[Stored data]
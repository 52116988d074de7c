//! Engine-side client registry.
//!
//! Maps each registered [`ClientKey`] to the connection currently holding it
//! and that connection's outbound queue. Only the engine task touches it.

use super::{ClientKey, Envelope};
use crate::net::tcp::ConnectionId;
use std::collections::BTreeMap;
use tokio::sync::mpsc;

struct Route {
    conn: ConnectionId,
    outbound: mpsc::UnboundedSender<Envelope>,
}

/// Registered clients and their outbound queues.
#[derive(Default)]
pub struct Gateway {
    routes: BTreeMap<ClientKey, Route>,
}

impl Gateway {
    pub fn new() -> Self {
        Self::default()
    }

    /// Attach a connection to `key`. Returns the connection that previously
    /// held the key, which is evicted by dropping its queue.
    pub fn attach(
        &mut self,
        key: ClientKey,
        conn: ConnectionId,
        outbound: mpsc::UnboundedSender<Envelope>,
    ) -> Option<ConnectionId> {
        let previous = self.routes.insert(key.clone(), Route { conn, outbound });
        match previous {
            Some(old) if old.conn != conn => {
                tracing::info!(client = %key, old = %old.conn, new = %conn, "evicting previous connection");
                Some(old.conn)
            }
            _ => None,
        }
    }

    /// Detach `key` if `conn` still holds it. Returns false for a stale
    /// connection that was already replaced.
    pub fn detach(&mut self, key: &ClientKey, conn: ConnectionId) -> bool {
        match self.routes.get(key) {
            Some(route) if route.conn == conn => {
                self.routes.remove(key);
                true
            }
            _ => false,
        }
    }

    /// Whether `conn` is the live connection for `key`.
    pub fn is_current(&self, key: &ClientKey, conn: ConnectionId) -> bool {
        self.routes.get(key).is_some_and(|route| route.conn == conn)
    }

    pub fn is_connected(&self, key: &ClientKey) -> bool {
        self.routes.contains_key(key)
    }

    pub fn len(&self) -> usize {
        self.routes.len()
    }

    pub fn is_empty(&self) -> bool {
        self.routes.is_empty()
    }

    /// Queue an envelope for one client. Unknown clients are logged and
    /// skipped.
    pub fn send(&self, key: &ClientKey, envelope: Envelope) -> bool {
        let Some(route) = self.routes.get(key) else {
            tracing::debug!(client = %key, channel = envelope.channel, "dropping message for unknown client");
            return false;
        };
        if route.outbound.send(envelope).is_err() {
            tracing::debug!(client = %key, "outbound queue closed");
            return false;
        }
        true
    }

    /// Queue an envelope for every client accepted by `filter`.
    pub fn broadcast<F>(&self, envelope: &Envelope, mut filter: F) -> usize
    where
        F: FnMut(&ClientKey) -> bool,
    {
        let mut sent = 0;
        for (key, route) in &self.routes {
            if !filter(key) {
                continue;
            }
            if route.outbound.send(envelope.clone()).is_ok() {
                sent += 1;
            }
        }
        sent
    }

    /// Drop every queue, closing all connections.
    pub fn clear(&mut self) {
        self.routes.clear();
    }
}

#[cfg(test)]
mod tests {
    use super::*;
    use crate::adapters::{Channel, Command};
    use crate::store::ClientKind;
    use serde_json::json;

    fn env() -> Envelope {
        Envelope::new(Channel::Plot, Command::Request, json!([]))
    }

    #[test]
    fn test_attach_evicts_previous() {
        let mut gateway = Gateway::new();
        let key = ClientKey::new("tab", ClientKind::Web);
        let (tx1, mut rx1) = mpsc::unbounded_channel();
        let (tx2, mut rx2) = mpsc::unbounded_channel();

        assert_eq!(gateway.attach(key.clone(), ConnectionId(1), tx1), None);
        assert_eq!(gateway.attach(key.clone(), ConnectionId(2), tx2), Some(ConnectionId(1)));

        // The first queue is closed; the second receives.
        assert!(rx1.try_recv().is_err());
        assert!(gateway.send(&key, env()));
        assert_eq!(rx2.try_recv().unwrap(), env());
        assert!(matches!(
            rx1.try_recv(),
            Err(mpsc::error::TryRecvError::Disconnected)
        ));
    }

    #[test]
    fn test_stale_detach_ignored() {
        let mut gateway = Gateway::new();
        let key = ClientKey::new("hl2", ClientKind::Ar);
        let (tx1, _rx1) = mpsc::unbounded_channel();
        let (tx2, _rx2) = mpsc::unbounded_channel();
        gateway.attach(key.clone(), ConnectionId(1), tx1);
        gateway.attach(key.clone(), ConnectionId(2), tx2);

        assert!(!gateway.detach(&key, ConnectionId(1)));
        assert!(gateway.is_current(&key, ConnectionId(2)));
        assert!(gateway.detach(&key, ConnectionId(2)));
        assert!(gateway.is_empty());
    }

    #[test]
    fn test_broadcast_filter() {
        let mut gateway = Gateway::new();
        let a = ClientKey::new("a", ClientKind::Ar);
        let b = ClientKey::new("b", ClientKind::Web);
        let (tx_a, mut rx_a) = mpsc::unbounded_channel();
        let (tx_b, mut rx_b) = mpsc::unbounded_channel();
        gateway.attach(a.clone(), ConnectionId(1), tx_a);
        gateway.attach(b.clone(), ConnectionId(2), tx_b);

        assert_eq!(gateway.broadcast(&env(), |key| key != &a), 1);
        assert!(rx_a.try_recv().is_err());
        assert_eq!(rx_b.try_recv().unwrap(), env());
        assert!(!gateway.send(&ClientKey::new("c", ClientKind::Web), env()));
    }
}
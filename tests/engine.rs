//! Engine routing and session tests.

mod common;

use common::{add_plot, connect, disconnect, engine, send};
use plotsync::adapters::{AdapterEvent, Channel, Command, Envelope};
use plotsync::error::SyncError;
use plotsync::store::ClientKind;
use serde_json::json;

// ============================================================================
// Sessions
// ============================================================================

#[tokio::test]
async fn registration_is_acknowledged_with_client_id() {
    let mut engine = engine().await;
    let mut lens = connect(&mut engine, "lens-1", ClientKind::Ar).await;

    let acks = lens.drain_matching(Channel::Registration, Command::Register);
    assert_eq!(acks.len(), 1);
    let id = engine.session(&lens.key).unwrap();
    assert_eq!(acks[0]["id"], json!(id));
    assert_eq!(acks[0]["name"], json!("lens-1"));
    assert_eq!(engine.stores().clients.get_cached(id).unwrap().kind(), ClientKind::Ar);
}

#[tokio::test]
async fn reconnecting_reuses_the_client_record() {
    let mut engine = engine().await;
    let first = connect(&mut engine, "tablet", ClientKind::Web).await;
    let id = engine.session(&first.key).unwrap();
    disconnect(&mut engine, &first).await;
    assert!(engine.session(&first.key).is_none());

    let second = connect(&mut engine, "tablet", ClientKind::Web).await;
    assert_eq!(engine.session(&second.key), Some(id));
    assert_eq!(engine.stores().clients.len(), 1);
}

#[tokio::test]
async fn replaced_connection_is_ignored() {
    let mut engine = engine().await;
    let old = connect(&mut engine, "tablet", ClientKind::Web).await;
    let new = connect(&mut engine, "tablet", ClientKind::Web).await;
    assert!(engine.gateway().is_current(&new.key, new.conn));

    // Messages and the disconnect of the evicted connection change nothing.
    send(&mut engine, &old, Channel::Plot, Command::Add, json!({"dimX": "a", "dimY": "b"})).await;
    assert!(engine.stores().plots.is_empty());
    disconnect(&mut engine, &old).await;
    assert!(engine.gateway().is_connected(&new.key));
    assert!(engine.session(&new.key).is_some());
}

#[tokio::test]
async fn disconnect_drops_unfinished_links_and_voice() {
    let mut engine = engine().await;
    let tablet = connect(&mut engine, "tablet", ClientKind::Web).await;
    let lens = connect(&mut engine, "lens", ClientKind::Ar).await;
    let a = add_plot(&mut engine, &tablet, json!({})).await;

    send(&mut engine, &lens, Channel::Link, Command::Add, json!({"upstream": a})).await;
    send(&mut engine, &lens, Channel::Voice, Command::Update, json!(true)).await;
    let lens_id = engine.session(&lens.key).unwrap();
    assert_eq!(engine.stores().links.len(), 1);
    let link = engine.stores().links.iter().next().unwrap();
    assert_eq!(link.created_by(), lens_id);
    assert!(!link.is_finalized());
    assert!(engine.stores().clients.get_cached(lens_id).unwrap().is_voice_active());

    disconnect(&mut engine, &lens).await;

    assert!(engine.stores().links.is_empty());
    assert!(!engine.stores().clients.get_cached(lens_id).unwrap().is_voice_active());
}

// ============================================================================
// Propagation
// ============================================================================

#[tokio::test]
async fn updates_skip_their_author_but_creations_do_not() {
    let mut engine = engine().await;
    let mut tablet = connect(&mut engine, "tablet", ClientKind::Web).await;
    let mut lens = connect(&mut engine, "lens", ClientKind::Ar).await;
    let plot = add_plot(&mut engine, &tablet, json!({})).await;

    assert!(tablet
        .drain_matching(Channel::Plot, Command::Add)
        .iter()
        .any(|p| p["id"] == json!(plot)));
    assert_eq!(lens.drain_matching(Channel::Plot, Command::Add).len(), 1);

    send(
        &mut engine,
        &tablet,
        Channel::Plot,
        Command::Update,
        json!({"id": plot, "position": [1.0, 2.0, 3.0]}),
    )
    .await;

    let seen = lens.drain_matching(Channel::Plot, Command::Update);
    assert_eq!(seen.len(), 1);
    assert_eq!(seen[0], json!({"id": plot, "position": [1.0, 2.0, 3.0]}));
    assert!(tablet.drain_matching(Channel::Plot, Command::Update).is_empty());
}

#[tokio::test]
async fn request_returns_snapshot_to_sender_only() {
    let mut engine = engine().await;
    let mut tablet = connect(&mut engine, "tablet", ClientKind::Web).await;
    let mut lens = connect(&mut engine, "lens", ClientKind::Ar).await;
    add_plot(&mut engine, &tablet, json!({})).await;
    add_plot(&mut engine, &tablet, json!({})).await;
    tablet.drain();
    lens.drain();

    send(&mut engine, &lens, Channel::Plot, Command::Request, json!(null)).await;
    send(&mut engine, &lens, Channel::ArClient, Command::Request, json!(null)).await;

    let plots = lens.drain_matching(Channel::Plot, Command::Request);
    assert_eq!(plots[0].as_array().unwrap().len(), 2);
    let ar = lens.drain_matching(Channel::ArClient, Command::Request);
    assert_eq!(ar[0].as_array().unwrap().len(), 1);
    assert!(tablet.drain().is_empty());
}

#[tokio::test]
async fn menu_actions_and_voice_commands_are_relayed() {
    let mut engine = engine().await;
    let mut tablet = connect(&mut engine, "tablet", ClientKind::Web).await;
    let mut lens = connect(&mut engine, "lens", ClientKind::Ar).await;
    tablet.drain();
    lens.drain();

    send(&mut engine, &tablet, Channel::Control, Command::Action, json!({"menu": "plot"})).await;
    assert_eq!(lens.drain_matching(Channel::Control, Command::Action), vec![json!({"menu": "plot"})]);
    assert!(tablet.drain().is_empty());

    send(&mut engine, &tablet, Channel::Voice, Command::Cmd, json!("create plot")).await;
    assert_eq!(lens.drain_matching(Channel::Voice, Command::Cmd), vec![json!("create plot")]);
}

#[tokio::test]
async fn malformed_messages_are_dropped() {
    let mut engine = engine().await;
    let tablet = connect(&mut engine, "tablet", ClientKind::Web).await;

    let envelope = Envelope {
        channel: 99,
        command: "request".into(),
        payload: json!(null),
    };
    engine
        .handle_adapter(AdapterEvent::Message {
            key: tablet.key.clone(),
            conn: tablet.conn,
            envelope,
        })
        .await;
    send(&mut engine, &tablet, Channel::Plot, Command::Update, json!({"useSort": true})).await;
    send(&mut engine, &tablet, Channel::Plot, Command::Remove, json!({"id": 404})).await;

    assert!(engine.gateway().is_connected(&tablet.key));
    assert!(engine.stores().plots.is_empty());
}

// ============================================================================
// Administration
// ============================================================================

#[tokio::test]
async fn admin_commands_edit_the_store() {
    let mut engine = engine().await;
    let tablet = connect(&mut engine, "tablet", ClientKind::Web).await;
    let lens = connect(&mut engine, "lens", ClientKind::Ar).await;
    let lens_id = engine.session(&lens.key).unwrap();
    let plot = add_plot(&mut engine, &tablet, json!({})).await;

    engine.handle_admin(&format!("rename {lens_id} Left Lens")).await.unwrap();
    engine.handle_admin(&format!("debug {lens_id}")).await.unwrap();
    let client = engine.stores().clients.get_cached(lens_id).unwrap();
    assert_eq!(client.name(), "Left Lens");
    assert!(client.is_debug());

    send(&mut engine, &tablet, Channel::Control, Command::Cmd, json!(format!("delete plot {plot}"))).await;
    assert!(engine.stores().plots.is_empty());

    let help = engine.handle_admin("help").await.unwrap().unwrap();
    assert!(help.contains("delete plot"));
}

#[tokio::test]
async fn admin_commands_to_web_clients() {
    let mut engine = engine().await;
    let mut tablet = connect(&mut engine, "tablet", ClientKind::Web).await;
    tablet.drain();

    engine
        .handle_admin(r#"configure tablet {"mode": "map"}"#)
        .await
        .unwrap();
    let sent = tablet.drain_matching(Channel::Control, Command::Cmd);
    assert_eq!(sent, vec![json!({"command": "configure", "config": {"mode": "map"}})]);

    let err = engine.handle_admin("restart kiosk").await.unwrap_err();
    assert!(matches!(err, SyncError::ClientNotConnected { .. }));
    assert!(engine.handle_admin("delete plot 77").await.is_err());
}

==

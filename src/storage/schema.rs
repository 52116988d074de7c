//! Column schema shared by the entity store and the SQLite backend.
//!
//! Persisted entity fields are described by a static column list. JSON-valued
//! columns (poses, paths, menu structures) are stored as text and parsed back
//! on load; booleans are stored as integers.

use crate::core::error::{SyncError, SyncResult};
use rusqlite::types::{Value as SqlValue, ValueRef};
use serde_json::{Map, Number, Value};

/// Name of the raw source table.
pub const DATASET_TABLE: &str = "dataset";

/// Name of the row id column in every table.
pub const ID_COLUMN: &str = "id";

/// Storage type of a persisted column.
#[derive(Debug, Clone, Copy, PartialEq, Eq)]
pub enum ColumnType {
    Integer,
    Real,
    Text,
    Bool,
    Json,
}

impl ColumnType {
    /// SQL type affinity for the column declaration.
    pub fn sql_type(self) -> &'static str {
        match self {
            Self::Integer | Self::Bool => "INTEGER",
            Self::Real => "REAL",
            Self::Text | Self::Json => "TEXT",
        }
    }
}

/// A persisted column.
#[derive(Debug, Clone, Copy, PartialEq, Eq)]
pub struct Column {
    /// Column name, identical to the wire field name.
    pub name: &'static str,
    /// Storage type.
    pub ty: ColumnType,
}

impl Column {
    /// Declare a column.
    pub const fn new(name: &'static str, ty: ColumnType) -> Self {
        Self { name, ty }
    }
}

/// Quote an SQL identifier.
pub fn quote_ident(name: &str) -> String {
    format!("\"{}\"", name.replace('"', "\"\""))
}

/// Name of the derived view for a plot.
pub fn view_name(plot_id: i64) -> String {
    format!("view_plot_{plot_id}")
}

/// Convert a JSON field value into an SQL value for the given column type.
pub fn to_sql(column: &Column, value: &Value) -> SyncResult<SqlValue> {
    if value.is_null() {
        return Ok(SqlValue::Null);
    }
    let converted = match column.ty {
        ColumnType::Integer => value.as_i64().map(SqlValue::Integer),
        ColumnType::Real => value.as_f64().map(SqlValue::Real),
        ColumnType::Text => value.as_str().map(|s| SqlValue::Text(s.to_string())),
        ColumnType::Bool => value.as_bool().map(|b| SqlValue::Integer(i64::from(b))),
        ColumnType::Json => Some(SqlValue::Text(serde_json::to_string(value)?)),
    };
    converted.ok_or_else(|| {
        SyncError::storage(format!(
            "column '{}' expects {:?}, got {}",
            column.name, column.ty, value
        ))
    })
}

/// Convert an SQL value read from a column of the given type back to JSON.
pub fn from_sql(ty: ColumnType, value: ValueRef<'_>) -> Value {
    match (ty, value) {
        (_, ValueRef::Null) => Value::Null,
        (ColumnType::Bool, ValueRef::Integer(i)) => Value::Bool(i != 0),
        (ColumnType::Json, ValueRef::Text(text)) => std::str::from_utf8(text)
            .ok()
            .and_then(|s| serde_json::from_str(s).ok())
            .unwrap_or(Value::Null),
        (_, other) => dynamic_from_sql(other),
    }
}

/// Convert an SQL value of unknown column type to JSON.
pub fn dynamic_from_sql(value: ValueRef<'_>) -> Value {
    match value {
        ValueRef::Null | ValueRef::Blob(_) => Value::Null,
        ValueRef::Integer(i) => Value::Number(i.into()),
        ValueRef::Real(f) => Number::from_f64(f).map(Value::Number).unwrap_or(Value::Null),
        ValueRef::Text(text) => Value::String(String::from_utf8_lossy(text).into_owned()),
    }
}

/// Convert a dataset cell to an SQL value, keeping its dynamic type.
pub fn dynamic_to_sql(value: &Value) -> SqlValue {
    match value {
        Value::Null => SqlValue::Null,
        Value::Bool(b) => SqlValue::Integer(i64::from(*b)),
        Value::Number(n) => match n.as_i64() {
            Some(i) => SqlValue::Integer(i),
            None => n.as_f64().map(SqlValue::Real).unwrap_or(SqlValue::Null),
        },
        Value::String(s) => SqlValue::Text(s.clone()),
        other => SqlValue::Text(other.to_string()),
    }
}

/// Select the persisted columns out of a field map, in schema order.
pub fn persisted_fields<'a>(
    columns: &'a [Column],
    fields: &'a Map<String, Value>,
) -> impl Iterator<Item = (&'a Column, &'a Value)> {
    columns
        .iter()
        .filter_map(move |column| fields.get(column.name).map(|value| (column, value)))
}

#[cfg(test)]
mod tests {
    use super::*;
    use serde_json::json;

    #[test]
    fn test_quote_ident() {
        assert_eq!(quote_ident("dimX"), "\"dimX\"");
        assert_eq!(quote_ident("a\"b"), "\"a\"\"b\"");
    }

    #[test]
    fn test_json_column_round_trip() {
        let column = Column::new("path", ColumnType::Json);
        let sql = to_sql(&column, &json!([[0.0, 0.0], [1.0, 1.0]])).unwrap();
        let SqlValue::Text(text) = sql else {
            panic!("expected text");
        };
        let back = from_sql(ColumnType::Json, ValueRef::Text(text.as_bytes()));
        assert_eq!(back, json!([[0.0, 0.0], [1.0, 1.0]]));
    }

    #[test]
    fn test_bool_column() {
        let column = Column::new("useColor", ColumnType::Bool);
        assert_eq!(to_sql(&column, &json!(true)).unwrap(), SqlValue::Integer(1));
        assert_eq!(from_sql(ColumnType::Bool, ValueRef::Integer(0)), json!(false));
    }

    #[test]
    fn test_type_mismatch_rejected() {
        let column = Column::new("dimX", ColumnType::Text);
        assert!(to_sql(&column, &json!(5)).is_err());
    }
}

==

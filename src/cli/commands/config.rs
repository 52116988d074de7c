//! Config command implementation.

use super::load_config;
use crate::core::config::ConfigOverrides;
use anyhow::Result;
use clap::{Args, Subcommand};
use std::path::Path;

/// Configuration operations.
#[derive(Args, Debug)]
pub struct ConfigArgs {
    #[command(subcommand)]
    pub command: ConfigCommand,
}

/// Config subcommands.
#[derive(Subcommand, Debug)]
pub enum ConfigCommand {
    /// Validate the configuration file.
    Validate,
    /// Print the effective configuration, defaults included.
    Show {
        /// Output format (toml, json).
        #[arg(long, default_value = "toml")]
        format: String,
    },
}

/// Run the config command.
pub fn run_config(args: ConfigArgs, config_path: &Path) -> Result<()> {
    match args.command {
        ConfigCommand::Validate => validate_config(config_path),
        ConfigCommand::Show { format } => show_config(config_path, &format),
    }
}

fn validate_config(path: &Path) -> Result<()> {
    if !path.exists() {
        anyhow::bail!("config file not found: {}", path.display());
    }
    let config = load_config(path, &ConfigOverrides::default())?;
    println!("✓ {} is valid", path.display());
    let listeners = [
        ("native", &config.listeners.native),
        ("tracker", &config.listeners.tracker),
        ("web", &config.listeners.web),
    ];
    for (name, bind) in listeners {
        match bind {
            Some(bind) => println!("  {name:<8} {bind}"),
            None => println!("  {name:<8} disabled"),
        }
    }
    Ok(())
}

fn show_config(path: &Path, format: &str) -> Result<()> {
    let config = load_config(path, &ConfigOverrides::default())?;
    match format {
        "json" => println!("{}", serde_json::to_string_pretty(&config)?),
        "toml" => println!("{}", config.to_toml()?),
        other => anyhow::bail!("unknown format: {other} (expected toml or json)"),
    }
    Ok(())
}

* What you have to do *
Please return a copy of each line in the entries that has the string "given".

* Result of this task *
/// Convert a JSON field value into an SQL value for the given column type.
/// Convert an SQL value read from a column of the given type back to JSON.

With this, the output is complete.